## Work required:
Two lines in the data below mark the range: the one with "pub async fn is_peer_available(&self, peer_id: PeerId)" and the one with "pub use transferer::*;". Return both, along with every line between them, exactly.
#### Data records
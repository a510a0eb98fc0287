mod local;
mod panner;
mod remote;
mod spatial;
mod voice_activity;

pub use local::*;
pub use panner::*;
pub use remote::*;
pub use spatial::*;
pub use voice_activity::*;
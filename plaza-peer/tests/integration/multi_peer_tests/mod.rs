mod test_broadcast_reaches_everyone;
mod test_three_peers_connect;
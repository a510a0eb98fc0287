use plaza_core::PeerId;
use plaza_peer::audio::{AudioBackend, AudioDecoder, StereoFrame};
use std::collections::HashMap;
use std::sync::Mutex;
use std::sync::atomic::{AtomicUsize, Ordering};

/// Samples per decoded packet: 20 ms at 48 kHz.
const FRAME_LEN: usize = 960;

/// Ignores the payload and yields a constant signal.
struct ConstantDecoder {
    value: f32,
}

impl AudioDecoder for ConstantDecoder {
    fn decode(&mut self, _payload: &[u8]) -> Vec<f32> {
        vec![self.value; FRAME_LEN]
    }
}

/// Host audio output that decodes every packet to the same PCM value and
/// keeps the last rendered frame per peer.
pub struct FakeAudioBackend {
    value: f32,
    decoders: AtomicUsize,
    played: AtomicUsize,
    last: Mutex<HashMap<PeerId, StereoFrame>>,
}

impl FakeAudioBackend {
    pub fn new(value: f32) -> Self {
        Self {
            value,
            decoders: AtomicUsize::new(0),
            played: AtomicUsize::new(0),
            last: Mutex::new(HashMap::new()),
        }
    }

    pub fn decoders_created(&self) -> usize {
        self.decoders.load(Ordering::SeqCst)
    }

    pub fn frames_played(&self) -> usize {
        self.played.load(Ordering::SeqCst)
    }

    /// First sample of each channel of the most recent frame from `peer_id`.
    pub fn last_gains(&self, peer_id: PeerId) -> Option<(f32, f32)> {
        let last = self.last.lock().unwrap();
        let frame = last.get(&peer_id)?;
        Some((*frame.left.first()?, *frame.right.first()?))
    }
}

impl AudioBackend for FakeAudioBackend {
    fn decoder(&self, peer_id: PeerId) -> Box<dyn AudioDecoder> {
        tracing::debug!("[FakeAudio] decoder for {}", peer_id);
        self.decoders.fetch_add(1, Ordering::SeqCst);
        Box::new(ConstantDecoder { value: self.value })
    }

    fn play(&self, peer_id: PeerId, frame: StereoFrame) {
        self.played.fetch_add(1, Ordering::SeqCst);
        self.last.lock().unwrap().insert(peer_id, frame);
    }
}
########
#### Data records
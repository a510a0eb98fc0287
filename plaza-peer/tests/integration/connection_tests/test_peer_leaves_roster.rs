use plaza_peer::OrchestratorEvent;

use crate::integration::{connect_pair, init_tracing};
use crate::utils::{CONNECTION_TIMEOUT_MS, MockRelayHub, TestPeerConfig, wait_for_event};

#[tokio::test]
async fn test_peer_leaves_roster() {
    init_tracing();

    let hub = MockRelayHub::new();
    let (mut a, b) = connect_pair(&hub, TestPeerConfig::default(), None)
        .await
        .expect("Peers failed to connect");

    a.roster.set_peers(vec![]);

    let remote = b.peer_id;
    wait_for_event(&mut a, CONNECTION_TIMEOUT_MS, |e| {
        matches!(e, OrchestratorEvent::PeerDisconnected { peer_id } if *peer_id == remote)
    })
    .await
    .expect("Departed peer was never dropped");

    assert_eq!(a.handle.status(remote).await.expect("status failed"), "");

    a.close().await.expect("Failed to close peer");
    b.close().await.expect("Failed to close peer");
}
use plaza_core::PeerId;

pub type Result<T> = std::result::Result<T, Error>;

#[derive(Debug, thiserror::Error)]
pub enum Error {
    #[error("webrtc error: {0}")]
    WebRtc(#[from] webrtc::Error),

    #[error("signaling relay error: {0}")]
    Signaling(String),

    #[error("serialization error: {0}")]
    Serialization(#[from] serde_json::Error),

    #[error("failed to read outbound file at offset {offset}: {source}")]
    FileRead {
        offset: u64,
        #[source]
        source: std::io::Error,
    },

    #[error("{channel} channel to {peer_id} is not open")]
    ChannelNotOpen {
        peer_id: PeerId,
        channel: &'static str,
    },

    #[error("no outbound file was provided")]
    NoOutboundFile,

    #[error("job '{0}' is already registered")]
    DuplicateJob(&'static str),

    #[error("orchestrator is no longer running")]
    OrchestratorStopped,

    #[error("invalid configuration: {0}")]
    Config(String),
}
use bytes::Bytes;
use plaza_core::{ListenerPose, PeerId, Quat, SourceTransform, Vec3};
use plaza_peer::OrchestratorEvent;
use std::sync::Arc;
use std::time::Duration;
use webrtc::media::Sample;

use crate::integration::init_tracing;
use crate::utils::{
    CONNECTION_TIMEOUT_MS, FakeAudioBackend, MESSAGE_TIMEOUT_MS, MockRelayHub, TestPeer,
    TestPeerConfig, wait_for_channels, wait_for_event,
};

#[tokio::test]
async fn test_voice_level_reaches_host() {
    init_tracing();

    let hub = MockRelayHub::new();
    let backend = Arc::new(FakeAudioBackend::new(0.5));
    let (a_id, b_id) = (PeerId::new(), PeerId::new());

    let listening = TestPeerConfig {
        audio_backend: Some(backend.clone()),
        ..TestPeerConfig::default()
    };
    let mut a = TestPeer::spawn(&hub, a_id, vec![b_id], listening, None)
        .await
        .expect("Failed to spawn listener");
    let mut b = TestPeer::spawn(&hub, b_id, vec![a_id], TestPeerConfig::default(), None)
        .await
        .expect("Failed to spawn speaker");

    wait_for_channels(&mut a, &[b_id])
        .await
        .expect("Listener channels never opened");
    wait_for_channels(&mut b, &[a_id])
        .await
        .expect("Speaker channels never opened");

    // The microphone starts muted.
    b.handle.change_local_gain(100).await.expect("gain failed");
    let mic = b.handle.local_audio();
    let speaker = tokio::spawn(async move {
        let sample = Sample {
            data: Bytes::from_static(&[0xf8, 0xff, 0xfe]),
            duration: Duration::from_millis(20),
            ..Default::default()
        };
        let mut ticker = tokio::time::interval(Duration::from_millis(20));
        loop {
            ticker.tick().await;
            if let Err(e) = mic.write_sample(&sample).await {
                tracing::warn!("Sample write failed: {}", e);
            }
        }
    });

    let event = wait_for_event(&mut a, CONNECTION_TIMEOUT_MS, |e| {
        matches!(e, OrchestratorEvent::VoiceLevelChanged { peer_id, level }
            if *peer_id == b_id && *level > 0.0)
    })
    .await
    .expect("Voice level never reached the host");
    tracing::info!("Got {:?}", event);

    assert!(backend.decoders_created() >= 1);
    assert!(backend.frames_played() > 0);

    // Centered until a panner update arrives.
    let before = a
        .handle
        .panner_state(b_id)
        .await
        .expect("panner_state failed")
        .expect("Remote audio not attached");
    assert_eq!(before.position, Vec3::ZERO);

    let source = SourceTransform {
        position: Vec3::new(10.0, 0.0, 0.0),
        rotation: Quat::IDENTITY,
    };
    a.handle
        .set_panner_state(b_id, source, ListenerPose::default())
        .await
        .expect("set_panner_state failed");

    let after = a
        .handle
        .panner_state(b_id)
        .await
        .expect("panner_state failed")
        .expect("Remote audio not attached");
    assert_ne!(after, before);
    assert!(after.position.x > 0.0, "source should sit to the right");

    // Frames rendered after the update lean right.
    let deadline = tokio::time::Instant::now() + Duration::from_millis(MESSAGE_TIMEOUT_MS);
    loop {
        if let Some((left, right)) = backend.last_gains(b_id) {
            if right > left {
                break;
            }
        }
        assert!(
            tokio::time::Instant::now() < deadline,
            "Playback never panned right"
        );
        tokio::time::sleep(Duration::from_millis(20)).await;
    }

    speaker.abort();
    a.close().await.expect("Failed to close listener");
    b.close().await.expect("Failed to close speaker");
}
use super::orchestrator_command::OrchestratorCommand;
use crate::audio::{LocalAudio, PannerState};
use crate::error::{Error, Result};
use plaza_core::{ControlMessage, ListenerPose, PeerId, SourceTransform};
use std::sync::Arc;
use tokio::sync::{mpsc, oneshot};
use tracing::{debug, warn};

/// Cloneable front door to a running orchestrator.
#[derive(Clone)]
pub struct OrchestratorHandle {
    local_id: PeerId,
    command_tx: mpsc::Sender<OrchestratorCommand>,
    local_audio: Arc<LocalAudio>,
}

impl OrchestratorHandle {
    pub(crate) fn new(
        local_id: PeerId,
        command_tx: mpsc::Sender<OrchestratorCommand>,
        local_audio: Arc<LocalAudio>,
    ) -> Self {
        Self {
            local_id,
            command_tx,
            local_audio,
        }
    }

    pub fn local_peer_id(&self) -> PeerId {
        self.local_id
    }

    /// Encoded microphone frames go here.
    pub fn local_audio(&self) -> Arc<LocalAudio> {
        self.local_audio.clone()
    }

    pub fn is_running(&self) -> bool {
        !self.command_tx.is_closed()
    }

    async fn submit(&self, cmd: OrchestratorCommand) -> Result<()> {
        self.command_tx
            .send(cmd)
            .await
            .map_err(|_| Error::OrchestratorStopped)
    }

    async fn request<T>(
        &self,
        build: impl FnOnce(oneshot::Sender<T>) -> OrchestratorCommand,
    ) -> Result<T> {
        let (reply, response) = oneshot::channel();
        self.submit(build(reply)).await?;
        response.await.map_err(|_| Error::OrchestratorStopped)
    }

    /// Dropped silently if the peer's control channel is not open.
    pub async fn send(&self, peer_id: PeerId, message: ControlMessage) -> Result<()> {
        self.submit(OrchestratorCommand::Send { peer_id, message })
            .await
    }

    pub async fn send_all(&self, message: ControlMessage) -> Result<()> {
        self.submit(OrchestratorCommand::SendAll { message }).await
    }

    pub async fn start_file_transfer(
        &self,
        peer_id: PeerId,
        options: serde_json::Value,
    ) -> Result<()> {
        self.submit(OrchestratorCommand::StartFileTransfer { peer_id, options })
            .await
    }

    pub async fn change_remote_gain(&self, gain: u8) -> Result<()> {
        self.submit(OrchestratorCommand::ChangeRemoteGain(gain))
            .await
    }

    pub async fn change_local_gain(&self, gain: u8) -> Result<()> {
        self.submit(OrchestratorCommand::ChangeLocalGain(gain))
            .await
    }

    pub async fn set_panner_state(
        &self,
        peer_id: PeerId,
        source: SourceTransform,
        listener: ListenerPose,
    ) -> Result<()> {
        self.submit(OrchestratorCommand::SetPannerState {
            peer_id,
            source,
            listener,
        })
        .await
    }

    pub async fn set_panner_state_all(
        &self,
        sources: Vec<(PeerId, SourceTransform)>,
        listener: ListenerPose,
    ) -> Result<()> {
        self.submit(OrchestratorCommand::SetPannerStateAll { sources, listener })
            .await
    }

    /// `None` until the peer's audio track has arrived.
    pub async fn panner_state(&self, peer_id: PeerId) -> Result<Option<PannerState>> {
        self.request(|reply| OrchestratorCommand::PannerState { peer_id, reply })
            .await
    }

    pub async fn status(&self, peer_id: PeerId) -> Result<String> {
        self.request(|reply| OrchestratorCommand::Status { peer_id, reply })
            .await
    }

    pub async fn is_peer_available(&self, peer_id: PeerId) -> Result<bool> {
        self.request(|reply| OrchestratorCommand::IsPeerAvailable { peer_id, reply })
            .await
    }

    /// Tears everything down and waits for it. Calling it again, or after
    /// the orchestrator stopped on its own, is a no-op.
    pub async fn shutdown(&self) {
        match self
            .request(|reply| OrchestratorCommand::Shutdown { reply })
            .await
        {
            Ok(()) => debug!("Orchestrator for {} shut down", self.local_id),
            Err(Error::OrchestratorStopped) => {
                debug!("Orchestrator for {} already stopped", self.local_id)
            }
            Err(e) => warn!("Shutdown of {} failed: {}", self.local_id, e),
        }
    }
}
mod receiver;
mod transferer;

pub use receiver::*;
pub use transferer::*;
########
## Answer for this exercise:
    pub async fn is_peer_available(&self, peer_id: PeerId) -> Result<bool> {
        self.request(|reply| OrchestratorCommand::IsPeerAvailable { peer_id, reply })
            .await
    }

    /// Tears everything down and waits for it. Calling it again, or after
    /// the orchestrator stopped on its own, is a no-op.
    pub async fn shutdown(&self) {
        match self
            .request(|reply| OrchestratorCommand::Shutdown { reply })
            .await
        {
            Ok(()) => debug!("Orchestrator for {} shut down", self.local_id),
            Err(Error::OrchestratorStopped) => {
                debug!("Orchestrator for {} already stopped", self.local_id)
            }
            Err(e) => warn!("Shutdown of {} failed: {}", self.local_id, e),
        }
    }
}
mod receiver;
mod transferer;

pub use receiver::*;
pub use transferer::*;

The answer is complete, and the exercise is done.